[Exercise prompt]
Set down exactly, from the records below, the line with "self.identity.expected_age_years = parse_f64(key, value)?;" through the line with "let name = name.trim();", and nothing else.

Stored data

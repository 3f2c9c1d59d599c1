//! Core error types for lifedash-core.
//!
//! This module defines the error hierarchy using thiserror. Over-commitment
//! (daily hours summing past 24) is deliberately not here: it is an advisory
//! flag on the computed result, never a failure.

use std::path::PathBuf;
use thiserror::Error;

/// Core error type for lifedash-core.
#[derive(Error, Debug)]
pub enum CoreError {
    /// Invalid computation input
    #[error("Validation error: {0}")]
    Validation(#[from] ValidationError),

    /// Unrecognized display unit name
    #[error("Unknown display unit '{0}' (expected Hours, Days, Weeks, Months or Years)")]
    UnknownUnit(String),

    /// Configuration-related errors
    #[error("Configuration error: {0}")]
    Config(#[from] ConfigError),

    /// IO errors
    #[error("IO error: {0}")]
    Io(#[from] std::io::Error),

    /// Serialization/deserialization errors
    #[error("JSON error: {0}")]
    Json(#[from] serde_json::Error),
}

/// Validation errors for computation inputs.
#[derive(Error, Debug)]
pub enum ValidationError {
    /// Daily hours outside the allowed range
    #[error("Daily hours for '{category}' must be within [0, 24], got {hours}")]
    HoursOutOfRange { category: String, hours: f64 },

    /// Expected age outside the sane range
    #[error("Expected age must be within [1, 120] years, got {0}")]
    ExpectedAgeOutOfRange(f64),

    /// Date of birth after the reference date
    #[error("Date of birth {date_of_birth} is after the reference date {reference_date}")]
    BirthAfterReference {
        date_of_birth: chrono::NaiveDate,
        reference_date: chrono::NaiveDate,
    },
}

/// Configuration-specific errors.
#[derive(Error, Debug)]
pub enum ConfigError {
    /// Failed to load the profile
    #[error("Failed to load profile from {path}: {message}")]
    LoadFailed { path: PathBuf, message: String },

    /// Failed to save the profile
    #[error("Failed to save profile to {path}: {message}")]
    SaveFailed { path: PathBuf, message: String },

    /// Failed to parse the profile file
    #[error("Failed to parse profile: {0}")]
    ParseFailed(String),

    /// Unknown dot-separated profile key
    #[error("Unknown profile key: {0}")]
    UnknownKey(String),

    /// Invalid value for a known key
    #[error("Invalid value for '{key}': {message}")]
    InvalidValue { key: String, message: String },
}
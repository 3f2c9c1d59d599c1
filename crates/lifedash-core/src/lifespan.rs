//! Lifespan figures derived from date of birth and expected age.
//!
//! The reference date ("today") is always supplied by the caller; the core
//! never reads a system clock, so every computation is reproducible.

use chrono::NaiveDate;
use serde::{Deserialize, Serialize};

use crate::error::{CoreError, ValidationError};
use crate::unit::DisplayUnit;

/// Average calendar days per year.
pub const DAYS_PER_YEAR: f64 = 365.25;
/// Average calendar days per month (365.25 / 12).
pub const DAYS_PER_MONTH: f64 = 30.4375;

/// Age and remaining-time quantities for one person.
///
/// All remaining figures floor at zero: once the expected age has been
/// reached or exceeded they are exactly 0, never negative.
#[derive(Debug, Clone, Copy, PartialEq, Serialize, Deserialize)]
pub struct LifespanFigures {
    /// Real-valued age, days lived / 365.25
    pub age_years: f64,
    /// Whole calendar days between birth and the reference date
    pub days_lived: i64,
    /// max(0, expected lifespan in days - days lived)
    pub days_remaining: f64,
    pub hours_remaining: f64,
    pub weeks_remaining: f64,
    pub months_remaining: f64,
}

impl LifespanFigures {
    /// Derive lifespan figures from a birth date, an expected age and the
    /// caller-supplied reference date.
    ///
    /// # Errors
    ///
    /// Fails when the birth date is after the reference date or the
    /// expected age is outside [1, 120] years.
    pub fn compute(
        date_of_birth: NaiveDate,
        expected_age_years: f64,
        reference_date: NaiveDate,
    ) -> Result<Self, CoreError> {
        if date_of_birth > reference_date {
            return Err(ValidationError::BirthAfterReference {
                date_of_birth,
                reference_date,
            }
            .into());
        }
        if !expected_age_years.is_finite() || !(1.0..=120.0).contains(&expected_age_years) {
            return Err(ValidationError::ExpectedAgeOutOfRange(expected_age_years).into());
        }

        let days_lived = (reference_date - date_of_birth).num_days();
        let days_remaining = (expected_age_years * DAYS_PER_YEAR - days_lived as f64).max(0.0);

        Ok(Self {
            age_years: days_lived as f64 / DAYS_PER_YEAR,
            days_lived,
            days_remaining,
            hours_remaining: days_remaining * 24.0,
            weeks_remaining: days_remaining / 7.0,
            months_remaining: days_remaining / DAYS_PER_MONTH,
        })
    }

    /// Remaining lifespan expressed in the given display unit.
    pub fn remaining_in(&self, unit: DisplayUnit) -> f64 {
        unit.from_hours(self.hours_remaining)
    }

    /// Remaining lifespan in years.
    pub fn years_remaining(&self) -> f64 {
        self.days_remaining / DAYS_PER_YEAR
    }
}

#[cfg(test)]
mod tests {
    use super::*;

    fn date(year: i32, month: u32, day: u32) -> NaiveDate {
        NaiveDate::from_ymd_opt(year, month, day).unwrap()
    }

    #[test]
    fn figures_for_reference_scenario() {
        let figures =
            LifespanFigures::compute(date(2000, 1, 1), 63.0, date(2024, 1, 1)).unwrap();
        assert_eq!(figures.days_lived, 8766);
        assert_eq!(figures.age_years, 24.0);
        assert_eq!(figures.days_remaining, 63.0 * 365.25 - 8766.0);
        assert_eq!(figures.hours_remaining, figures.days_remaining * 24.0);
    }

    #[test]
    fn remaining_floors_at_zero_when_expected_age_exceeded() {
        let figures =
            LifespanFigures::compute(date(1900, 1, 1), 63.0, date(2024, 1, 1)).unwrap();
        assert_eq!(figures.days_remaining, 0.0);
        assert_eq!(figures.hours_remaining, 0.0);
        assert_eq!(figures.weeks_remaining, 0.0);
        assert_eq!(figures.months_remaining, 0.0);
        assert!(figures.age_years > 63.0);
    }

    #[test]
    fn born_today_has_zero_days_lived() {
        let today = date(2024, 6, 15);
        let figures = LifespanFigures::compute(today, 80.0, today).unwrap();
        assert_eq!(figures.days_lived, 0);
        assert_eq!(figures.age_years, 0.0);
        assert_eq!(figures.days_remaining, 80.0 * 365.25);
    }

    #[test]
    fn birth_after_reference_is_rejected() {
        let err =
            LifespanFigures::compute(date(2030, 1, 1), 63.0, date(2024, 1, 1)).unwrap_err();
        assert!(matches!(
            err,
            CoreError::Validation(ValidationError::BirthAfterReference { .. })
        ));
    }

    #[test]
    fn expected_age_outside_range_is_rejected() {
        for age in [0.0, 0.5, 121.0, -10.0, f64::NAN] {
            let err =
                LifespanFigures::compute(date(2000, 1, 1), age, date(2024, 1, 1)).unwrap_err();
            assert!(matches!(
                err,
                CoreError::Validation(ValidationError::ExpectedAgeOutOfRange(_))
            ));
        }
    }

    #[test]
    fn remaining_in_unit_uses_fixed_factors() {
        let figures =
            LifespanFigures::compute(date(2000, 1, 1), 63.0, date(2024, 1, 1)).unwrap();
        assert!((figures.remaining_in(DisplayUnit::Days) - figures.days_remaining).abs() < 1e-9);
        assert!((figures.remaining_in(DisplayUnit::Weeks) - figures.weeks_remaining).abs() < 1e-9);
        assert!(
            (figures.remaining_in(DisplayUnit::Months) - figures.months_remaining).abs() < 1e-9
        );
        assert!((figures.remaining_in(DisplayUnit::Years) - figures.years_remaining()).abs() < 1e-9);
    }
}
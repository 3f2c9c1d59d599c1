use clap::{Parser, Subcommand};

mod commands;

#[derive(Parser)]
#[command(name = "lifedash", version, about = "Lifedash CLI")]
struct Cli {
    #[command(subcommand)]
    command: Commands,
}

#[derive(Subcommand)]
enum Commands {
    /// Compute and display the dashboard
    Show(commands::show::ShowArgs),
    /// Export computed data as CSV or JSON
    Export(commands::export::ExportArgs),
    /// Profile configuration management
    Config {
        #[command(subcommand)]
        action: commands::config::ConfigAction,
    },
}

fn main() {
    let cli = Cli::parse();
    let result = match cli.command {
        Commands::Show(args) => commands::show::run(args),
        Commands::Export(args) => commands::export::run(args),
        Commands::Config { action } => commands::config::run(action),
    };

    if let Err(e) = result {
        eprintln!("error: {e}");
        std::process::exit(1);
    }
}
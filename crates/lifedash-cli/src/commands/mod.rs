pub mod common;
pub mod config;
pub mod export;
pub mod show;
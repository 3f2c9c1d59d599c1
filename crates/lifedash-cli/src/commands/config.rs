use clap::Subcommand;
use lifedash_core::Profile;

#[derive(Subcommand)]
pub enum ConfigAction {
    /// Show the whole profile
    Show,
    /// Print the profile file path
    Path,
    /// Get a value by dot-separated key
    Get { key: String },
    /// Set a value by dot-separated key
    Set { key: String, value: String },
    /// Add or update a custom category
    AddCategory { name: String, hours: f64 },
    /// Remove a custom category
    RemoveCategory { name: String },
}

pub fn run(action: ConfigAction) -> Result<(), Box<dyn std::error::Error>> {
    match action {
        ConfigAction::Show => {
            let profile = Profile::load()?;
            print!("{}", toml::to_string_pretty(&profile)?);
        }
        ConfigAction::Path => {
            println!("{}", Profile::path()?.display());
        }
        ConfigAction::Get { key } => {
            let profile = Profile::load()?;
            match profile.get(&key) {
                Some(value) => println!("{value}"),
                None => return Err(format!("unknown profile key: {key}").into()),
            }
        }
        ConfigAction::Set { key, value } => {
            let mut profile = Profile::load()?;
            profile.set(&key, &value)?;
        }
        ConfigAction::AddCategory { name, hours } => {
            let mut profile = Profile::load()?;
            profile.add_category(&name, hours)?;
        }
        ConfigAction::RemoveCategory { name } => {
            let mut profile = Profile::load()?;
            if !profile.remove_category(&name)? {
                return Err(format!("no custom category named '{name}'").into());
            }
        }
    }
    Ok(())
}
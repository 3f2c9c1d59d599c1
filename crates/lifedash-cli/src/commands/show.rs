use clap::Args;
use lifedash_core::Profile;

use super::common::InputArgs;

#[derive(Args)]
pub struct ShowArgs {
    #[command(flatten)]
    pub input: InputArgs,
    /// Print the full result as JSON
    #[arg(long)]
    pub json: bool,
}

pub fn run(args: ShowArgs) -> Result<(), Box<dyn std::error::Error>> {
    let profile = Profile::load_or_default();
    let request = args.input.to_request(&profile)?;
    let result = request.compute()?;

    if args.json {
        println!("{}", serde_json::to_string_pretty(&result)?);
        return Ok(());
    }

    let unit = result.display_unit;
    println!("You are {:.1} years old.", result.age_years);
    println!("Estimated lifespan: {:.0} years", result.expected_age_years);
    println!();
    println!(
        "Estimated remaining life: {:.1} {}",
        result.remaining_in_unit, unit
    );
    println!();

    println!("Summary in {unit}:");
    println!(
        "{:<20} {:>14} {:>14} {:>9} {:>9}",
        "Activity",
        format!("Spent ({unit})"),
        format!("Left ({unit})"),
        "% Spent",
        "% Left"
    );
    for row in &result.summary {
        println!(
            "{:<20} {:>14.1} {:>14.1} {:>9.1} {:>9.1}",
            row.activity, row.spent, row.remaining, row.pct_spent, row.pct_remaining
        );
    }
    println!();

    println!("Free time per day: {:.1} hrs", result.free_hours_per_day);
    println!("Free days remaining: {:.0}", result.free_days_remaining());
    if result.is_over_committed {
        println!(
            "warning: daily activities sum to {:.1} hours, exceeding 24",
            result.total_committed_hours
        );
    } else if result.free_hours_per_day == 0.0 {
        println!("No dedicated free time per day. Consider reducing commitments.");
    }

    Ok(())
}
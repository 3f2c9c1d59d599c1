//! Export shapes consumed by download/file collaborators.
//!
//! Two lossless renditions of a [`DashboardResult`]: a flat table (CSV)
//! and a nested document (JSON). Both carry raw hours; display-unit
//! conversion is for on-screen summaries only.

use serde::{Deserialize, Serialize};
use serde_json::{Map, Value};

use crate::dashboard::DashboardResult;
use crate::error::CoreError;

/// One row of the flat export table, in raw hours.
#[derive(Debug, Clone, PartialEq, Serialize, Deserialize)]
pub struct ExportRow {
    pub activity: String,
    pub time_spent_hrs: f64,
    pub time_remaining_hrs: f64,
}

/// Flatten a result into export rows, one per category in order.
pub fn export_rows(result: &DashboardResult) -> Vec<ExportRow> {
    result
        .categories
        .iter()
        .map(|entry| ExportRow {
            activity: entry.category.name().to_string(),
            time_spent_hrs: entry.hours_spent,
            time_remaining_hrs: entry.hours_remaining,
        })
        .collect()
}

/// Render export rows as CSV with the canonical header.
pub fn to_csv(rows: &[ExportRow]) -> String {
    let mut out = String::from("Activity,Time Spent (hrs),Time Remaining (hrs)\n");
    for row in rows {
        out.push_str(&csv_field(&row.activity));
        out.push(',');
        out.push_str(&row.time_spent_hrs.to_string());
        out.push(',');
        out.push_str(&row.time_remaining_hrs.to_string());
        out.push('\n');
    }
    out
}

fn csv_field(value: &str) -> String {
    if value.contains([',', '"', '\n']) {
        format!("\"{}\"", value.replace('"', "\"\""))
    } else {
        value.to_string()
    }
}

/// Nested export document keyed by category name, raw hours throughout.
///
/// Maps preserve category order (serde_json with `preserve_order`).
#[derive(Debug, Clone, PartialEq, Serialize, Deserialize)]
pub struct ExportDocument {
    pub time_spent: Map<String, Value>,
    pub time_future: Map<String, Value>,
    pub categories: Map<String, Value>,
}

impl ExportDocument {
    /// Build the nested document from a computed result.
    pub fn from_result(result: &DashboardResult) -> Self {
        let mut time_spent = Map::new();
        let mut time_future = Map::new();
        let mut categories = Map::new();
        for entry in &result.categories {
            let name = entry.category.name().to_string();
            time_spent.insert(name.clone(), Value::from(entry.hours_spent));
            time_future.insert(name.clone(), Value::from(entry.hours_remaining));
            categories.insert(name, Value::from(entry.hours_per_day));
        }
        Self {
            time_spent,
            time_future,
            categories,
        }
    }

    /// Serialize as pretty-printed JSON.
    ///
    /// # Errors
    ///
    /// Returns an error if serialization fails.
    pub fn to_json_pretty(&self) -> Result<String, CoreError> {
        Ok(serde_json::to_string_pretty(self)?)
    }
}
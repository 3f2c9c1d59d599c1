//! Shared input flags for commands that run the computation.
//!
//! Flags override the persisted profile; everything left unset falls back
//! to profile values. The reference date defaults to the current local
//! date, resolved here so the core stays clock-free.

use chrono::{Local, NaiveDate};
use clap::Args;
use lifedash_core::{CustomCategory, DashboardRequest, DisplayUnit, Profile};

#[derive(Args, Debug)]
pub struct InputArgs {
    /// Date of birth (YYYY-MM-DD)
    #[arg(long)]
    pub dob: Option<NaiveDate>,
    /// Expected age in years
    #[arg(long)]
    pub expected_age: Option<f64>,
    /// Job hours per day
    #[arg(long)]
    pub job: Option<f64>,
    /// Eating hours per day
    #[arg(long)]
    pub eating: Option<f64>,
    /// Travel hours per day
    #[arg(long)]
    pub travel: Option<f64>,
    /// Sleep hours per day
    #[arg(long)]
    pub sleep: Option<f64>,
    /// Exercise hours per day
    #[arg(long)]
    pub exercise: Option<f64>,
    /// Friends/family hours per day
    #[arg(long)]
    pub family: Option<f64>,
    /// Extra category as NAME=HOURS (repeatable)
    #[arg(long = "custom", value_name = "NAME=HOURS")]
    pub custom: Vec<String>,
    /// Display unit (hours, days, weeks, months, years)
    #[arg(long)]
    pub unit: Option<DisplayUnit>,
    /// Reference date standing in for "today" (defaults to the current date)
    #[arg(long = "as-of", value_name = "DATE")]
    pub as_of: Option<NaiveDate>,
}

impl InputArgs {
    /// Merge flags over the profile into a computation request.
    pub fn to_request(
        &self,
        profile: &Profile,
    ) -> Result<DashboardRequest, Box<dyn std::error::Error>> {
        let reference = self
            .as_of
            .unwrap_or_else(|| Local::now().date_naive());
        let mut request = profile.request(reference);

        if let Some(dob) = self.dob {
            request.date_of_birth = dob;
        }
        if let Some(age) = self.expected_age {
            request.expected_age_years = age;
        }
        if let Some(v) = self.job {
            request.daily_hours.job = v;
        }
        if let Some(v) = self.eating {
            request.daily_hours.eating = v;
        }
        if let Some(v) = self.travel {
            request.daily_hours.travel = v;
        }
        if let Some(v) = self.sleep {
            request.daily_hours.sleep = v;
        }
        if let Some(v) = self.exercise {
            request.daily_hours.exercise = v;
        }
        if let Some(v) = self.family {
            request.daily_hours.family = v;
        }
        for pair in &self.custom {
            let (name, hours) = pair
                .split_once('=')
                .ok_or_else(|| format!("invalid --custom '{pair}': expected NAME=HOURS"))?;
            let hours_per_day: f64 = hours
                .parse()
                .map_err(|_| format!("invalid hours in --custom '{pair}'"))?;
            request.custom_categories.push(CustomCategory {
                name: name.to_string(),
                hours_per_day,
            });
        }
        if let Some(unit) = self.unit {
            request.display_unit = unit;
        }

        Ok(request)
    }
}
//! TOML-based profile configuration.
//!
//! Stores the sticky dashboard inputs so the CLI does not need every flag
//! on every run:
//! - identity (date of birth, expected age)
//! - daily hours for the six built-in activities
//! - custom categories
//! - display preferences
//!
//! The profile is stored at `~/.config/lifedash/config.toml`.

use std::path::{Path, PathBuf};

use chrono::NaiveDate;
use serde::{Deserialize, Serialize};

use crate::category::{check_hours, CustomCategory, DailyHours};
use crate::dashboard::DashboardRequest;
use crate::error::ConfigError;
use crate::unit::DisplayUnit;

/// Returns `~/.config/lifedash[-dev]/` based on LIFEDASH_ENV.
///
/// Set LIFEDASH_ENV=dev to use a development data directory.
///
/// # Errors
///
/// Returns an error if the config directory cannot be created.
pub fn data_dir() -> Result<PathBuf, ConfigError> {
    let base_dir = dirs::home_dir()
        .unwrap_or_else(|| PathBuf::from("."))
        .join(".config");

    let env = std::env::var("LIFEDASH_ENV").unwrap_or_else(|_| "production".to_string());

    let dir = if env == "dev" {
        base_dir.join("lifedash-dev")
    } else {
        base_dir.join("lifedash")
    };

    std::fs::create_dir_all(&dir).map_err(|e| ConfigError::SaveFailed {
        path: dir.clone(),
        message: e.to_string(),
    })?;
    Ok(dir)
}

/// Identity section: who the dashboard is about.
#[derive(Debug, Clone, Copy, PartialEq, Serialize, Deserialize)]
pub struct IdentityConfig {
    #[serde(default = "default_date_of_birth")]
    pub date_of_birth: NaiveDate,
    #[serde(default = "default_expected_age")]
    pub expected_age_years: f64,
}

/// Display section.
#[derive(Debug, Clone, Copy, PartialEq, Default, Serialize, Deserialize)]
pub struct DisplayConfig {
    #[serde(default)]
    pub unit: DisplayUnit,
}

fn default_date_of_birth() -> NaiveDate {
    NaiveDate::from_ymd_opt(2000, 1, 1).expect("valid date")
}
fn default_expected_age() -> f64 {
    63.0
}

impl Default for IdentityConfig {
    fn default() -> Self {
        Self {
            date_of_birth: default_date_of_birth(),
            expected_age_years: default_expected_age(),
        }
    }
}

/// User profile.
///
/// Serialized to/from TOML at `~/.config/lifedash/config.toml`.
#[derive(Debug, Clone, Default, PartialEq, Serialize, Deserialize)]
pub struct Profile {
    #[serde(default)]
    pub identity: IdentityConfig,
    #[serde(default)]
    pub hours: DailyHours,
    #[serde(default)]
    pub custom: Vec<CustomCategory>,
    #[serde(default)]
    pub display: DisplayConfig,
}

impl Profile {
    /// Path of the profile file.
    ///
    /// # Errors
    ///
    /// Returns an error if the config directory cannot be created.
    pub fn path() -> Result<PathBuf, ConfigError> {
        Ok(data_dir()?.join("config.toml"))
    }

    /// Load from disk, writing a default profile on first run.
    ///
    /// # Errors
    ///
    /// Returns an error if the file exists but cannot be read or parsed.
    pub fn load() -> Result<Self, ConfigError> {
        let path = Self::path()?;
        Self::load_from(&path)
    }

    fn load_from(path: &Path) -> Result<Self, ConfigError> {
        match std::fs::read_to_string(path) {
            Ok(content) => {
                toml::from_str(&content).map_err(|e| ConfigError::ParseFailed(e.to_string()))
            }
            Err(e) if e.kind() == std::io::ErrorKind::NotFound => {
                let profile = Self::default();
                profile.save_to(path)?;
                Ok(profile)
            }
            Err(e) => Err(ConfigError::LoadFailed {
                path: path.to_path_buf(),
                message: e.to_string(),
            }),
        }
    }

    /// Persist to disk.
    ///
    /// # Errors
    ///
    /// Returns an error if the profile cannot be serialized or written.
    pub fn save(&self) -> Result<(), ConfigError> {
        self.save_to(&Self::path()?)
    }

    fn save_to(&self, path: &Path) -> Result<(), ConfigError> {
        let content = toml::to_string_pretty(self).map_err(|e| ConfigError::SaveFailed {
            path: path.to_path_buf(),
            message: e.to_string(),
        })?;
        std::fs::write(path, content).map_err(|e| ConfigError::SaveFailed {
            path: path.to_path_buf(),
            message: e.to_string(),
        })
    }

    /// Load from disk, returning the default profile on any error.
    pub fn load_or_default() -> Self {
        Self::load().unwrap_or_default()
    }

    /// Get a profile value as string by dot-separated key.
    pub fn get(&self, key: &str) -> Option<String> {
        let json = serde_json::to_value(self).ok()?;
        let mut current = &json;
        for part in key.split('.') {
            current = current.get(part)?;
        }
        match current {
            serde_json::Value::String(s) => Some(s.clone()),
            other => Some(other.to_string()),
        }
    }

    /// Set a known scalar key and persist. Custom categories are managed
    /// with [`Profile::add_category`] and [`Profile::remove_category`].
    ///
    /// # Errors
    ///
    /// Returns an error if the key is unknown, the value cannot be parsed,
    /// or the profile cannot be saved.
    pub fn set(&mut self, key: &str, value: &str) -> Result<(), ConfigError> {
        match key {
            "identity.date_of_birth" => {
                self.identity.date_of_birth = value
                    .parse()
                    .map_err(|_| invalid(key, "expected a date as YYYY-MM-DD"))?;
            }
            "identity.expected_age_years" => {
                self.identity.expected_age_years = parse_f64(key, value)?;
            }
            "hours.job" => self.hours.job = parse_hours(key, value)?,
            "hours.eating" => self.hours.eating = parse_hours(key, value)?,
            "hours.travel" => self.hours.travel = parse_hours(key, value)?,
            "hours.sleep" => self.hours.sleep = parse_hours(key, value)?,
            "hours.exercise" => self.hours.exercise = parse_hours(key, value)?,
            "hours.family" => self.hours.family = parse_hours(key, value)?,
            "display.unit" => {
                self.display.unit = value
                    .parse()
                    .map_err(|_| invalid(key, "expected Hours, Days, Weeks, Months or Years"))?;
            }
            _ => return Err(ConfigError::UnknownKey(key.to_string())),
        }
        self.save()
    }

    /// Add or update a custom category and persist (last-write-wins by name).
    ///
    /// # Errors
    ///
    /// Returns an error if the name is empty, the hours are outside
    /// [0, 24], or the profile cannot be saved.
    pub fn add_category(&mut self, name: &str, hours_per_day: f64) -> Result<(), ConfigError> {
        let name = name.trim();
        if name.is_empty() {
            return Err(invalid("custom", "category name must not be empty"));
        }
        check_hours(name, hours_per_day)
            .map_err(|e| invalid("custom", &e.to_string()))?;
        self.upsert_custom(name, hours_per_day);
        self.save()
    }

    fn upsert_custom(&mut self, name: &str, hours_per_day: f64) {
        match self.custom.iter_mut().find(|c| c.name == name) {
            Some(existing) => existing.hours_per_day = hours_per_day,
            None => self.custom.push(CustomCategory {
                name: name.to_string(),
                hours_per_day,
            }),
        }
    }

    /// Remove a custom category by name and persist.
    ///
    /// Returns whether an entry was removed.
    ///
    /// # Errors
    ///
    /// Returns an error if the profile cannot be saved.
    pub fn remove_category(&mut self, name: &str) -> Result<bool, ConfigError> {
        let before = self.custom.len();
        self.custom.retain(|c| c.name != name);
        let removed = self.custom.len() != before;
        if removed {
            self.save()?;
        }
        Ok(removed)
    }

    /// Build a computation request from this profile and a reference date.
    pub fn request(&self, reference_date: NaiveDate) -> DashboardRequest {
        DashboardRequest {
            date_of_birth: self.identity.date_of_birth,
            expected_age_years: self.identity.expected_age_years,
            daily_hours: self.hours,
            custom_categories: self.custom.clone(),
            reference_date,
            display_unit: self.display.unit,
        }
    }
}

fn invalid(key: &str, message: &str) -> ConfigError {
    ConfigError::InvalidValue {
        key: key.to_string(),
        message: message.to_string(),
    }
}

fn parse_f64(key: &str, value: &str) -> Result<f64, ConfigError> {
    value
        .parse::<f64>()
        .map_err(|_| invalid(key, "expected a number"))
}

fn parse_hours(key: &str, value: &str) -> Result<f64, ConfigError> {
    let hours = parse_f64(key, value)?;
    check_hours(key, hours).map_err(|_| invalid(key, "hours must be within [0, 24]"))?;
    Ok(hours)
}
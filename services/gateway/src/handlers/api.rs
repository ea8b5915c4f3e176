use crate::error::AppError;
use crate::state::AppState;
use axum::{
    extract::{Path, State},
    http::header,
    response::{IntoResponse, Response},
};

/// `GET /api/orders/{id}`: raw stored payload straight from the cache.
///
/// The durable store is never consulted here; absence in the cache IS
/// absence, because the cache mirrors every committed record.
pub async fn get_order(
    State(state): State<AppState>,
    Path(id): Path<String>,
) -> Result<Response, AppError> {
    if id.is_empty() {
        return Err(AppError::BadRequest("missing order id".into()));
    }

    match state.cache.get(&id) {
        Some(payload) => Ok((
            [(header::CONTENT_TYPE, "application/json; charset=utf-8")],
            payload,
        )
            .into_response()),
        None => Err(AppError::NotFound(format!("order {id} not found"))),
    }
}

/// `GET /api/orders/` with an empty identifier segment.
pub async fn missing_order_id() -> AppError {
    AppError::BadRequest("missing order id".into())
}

[Result of the exercise]
                self.identity.expected_age_years = parse_f64(key, value)?;
            }
            "hours.job" => self.hours.job = parse_hours(key, value)?,
            "hours.eating" => self.hours.eating = parse_hours(key, value)?,
            "hours.travel" => self.hours.travel = parse_hours(key, value)?,
            "hours.sleep" => self.hours.sleep = parse_hours(key, value)?,
            "hours.exercise" => self.hours.exercise = parse_hours(key, value)?,
            "hours.family" => self.hours.family = parse_hours(key, value)?,
            "display.unit" => {
                self.display.unit = value
                    .parse()
                    .map_err(|_| invalid(key, "expected Hours, Days, Weeks, Months or Years"))?;
            }
            _ => return Err(ConfigError::UnknownKey(key.to_string())),
        }
        self.save()
    }

    /// Add or update a custom category and persist (last-write-wins by name).
    ///
    /// # Errors
    ///
    /// Returns an error if the name is empty, the hours are outside
    /// [0, 24], or the profile cannot be saved.
    pub fn add_category(&mut self, name: &str, hours_per_day: f64) -> Result<(), ConfigError> {
        let name = name.trim();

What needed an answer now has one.